We’ve been hearing about high blood pressure for years. How dangerous is it really? Occasionally, a person may have blood pressure that is sky high, and live to a ripe old age. But this is the exception.

Today, we know high blood pressure is one of the well-documented causes of premature heart disease. People who die suddenly from no apparent cause often suffer from it, frequently without knowing it. Hypertension can also play a part in causing angina and heart failure. If there are other causes of an ailing heart, pumping blood through diseased arteries at a high pressure certainly will not help.

It’s like turning the tap pressure on full blast when you have a worn hose conveying the water to the other end. As we all know, sooner or later (often sooner) a weak spot yields.

And just as the water can suddenly spurt forth when a tiny hole or weak spot in the hose suddenly gives way under the high pressure, so it can happen in the body, particularly with vessels weakened by cholesterol deposits and hard plaques called atheroma. These spots yield far more readily if the pressure is also higher than normal.

The weak spot may be in the vessels of the heart, and the pressure can cause debris from the wall to break off and perhaps block a major heart artery. This is called a myocardial infarction.

Another major difficulty occurs when pressures affect weakened vessels in the brain, causing a sudden, unexpected cerebral hemorrhage. Urgent treatment is always required.

So it’s very important to see your doctor regularly for a check. It takes only a few minutes. Many people request this when attending for some unrelated medical problem. Most doctors are happy to perform this small extra check.

What is normal? Everybody wants to know. Today, most life insurance companies (the people who are interested most when you’re scheduled to die) have accumulated enormous statistics on blood pressure and longevity. Most now accept 135/85 on the sphygmomanometer as the upper limit of normal.

The upper figure, called the systolic pressure, occurs at the moment the heartbeats and ejects blood into the major arteries. The second, lower reading is the diastolic. This is the pressure between beats, when the heart is temporarily relaxing.

Today, doctors believe that most people need active treatment if their diastolic pressure exceeds 110. Younger patients, say those aged 40 years and under, may require active therapy with a diastolic pressure of 100, or even 95. The lower pressure is now considered to be the more important of the two.

In treatment, are there any simple measures? There most certainly are, and several cost nothing in terms of money. In today’s inflationary whirlwind, this is good value!

Stress can be a cause, so give expression to your emotions. Don’t bottle things up. This only aggravates pressures and makes high ones even higher.

Learn to relax, as doctors have been telling their patients for years. Peace of mind and mental equanimity assist, in a nice natural way. Avoid excessive fatigue. Get adequate rest.
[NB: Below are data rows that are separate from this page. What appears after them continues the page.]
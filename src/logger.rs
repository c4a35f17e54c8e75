use ansi_term::Colour;
use chrono_tz::Tz;
use env_logger::Builder;
use log::Level;
use std::fs::{File, OpenOptions};
use std::io::{self, Write};

use crate::server::config::ServerConfig;

/// Installs the global logger. Level comes from `RUST_LOG`; lines go to
/// stderr coloured, and uncoloured to `--log-file` when one is configured.
pub fn init(config: &ServerConfig) -> io::Result<()> {
    let log_file = match &config.log_file {
        Some(path) => Some(OpenOptions::new().create(true).append(true).open(path)?),
        None => None,
    };
    let timezone = config.log_timezone;

    Builder::from_default_env()
        .format(move |buf, record| {
            let timestamp = format_timestamp(timezone);
            let module = record.module_path().unwrap_or_default();

            if let Some(file) = &log_file {
                write_plain(file, &timestamp, record.level(), module, record.args())?;
            }

            writeln!(
                buf,
                "[{} {} {}] {}",
                timestamp,
                paint_level(record.level()),
                module,
                record.args()
            )
        })
        .try_init()
        .map_err(io::Error::other)
}

fn format_timestamp(timezone: Tz) -> String {
    chrono::Utc::now()
        .with_timezone(&timezone)
        .format("%Y-%m-%dT%H:%M:%S%:z")
        .to_string()
}

fn paint_level(level: Level) -> ansi_term::ANSIGenericString<'static, str> {
    let colour = match level {
        Level::Error => Colour::Red,
        Level::Warn => Colour::Yellow,
        Level::Info => Colour::Green,
        Level::Debug => Colour::Blue,
        Level::Trace => Colour::Purple,
    };
    colour.paint(level.as_str())
}

fn write_plain(
    mut file: &File,
    timestamp: &str,
    level: Level,
    module: &str,
    args: &std::fmt::Arguments<'_>,
) -> io::Result<()> {
    writeln!(file, "[{} {} {}] {}", timestamp, level, module, args)
}
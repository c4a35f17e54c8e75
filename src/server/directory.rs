use log::debug;
use std::fs;
use std::io::ErrorKind;
use std::path::Path;

use crate::error::ServeError;

/// Pre-flight check of the served directory. Only done once at startup;
/// the directory disappearing later shows up as 404s.
pub fn validate(directory: &Path) -> Result<(), ServeError> {
    let metadata = match fs::metadata(directory) {
        Ok(meta) => meta,
        Err(e) if e.kind() == ErrorKind::NotFound => {
            return Err(ServeError::DirectoryNotFound(directory.to_path_buf()));
        }
        Err(e) => {
            return Err(ServeError::DirectoryAccess {
                path: directory.to_path_buf(),
                source: e,
            });
        }
    };

    if !metadata.is_dir() {
        return Err(ServeError::NotADirectory(directory.to_path_buf()));
    }

    fs::read_dir(directory).map_err(|e| ServeError::DirectoryAccess {
        path: directory.to_path_buf(),
        source: e,
    })?;

    debug!("Validated served directory {:?}", directory);
    Ok(())
}
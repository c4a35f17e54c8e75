use clap::Parser;
use log::{error, info};
use serve::{Controller, ServerConfig, logger};
use std::io::{self, BufReader};
use std::process::ExitCode;

fn main() -> ExitCode {
    let config = ServerConfig::parse();

    if let Err(e) = logger::init(&config) {
        eprintln!("Failed to initialise logging: {}", e);
        return ExitCode::FAILURE;
    }
    info!("Starting static file server with config: {:?}", config);

    let mut controller = Controller::new(io::stdout());
    match controller.run(&config, BufReader::new(io::stdin())) {
        Ok(()) => ExitCode::SUCCESS,
        Err(e) => {
            error!("Server terminated: {}", e);
            ExitCode::from(e.exit_code())
        }
    }
}
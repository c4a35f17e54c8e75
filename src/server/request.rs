use log::debug;
use std::fmt;
use std::io::{self, Read};

use super::http_status::HttpStatus;

/// Largest request head (request line plus headers) accepted from a client.
pub const MAX_HEAD_SIZE: usize = 8192;

#[derive(Debug, Clone, PartialEq, Eq)]
pub struct Request {
    pub method: String,
    /// Percent-decoded path, always starting with `/`.
    pub path: String,
    pub query: Option<String>,
}

#[derive(Debug)]
pub enum RequestError {
    /// The peer closed the connection without sending anything.
    Closed,
    Io(io::Error),
    TooLarge,
    Malformed(&'static str),
}

impl RequestError {
    /// Status to answer with, if the connection is still worth answering.
    pub fn status(&self) -> Option<HttpStatus> {
        match self {
            Self::Closed | Self::Io(_) => None,
            Self::TooLarge => Some(HttpStatus::RequestHeaderFieldsTooLarge),
            Self::Malformed(_) => Some(HttpStatus::BadRequest),
        }
    }
}

impl fmt::Display for RequestError {
    fn fmt(&self, f: &mut fmt::Formatter<'_>) -> fmt::Result {
        match self {
            Self::Closed => write!(f, "connection closed before a request was sent"),
            Self::Io(e) => write!(f, "failed to read request: {}", e),
            Self::TooLarge => write!(f, "request head exceeds {} bytes", MAX_HEAD_SIZE),
            Self::Malformed(reason) => write!(f, "malformed request: {}", reason),
        }
    }
}

impl Request {
    /// Reads bytes until the end of the request head and parses it. The body,
    /// if any, is left unread.
    pub fn read_from<R: Read>(reader: &mut R) -> Result<Self, RequestError> {
        let mut buffer = vec![0u8; MAX_HEAD_SIZE];
        let mut request_len = 0;

        loop {
            if request_len == buffer.len() {
                return Err(RequestError::TooLarge);
            }

            match reader.read(&mut buffer[request_len..]) {
                Ok(0) if request_len == 0 => return Err(RequestError::Closed),
                Ok(0) => break,
                Ok(n) => {
                    request_len += n;
                    if contains_double_newline(&buffer[..request_len]) {
                        break;
                    }
                }
                Err(e) if e.kind() == io::ErrorKind::Interrupted => continue,
                Err(e) => return Err(RequestError::Io(e)),
            }
        }

        debug!("Full request head received ({} bytes)", request_len);
        Self::parse(&buffer[..request_len])
    }

    pub fn parse(head: &[u8]) -> Result<Self, RequestError> {
        let request_str = String::from_utf8_lossy(head);
        let first_line = request_str
            .lines()
            .next()
            .ok_or(RequestError::Malformed("empty request"))?;

        let parts: Vec<&str> = first_line.split_whitespace().collect();
        if parts.len() < 2 || parts.len() > 3 {
            return Err(RequestError::Malformed("bad request line"));
        }
        if parts.len() == 3 && !parts[2].starts_with("HTTP/") {
            return Err(RequestError::Malformed("unknown protocol version"));
        }

        let target = parts[1];
        let target = target.split_once('#').map_or(target, |(before, _)| before);
        let (raw_path, query) = match target.split_once('?') {
            Some((path, query)) => (path, Some(query.to_string())),
            None => (target, None),
        };

        if !raw_path.starts_with('/') {
            return Err(RequestError::Malformed("request target is not an absolute path"));
        }

        let path = percent_decode(raw_path)?;
        if path.contains('\0') {
            return Err(RequestError::Malformed("NUL byte in path"));
        }

        Ok(Self {
            method: parts[0].to_string(),
            path,
            query,
        })
    }

    pub fn is_head(&self) -> bool {
        self.method == "HEAD"
    }
}

fn percent_decode(input: &str) -> Result<String, RequestError> {
    let bytes = input.as_bytes();
    let mut decoded = Vec::with_capacity(bytes.len());
    let mut i = 0;

    while i < bytes.len() {
        if bytes[i] == b'%' {
            let hi = bytes.get(i + 1).copied().and_then(hex_value);
            let lo = bytes.get(i + 2).copied().and_then(hex_value);
            match (hi, lo) {
                (Some(hi), Some(lo)) => decoded.push(hi << 4 | lo),
                _ => return Err(RequestError::Malformed("invalid percent escape")),
            }
            i += 3;
        } else {
            decoded.push(bytes[i]);
            i += 1;
        }
    }

    String::from_utf8(decoded).map_err(|_| RequestError::Malformed("path is not valid UTF-8"))
}

fn hex_value(byte: u8) -> Option<u8> {
    match byte {
        b'0'..=b'9' => Some(byte - b'0'),
        b'a'..=b'f' => Some(byte - b'a' + 10),
        b'A'..=b'F' => Some(byte - b'A' + 10),
        _ => None,
    }
}

fn contains_double_newline(buffer: &[u8]) -> bool {
    buffer.windows(4).any(|w| w == b"\r\n\r\n") || buffer.windows(2).any(|w| w == b"\n\n")
}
If you are overweight, lose weight. This is probably the quickest and simplest way to reduce blood pressure significantly. It may not do the job completely, but is an excellent starting point for many; 40 percent of  Americans are overweight.

If you are a smoker, either drastically cut down on your daily consumption or stop.

Get adequate exercise. This helps the factors already mentioned. Each helps the other.

Women on the contraceptive Pill should have their pressure checked every six months. The Pill is well known for elevating pressures in a certain number of women. Some are advised to switch to alternative forms of birth control.

If all these fail to control your blood pressure satisfactorily, doctors now have access to extremely effective drugs. Enormous strides have been made in recent years, and treatment can usually be tailor-made to help everyone.